Action item
Your answer should be one number: how many lines below have the word "that".

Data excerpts
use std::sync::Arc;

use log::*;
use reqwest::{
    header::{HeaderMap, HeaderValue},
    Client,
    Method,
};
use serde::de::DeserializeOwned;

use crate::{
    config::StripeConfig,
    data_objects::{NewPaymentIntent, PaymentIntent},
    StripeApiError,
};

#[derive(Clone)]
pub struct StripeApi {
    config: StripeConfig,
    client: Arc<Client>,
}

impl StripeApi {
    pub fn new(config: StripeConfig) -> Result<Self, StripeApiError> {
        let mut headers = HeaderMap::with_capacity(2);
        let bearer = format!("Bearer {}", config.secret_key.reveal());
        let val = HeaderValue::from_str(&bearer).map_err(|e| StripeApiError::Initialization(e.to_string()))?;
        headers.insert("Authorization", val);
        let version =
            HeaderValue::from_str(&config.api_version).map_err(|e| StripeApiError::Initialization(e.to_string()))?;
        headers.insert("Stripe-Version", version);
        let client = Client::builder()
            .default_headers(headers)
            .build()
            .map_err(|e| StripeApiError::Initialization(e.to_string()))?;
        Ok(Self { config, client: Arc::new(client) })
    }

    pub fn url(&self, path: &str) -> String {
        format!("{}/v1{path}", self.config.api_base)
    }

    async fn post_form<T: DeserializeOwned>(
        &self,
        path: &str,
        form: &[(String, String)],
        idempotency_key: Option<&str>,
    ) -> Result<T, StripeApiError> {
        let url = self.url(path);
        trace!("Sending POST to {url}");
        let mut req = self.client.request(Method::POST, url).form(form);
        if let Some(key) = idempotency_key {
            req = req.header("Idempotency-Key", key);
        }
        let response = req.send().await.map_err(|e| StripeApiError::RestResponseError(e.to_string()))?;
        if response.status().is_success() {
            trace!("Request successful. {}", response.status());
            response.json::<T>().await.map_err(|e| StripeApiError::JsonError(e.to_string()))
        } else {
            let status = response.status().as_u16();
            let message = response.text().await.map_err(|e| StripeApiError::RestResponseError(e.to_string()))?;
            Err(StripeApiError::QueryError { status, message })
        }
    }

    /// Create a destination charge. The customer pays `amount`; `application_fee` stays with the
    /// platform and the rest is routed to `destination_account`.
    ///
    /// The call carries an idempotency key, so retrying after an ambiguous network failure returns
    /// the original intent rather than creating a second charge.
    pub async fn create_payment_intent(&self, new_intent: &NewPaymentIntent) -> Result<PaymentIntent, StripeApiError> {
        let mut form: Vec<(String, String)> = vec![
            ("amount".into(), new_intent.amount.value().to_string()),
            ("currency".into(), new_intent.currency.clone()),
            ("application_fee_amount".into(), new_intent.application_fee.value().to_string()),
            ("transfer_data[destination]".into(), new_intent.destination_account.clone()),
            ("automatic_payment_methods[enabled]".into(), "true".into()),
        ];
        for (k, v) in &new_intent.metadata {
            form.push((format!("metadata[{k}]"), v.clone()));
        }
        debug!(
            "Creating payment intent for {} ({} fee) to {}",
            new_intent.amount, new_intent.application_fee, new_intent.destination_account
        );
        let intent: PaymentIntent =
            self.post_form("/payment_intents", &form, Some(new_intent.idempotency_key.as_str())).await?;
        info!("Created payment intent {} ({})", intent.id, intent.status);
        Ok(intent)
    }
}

...

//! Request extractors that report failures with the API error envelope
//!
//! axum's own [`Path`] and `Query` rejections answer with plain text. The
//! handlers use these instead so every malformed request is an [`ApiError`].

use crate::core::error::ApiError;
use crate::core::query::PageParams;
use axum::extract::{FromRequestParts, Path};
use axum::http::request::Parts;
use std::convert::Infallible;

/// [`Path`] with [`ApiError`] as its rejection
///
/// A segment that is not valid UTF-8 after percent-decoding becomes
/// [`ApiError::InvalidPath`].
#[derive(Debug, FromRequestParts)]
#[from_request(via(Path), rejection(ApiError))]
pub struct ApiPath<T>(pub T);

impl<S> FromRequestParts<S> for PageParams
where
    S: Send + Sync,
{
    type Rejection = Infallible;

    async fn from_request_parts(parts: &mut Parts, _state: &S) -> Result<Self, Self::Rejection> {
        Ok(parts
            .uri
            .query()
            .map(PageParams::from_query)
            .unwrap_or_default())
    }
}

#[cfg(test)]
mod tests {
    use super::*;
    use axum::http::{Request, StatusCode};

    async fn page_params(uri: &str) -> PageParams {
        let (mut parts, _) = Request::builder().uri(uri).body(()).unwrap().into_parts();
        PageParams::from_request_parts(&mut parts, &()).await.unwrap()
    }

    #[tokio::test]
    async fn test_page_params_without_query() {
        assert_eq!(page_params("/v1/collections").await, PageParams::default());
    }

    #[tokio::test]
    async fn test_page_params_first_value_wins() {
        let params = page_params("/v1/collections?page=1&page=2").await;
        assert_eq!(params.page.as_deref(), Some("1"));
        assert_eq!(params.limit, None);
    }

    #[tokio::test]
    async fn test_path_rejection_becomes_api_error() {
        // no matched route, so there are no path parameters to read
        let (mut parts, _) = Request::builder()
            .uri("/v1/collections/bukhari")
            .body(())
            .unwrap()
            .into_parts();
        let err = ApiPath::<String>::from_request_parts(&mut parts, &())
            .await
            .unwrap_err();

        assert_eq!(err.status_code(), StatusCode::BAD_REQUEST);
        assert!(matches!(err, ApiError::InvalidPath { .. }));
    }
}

Result
2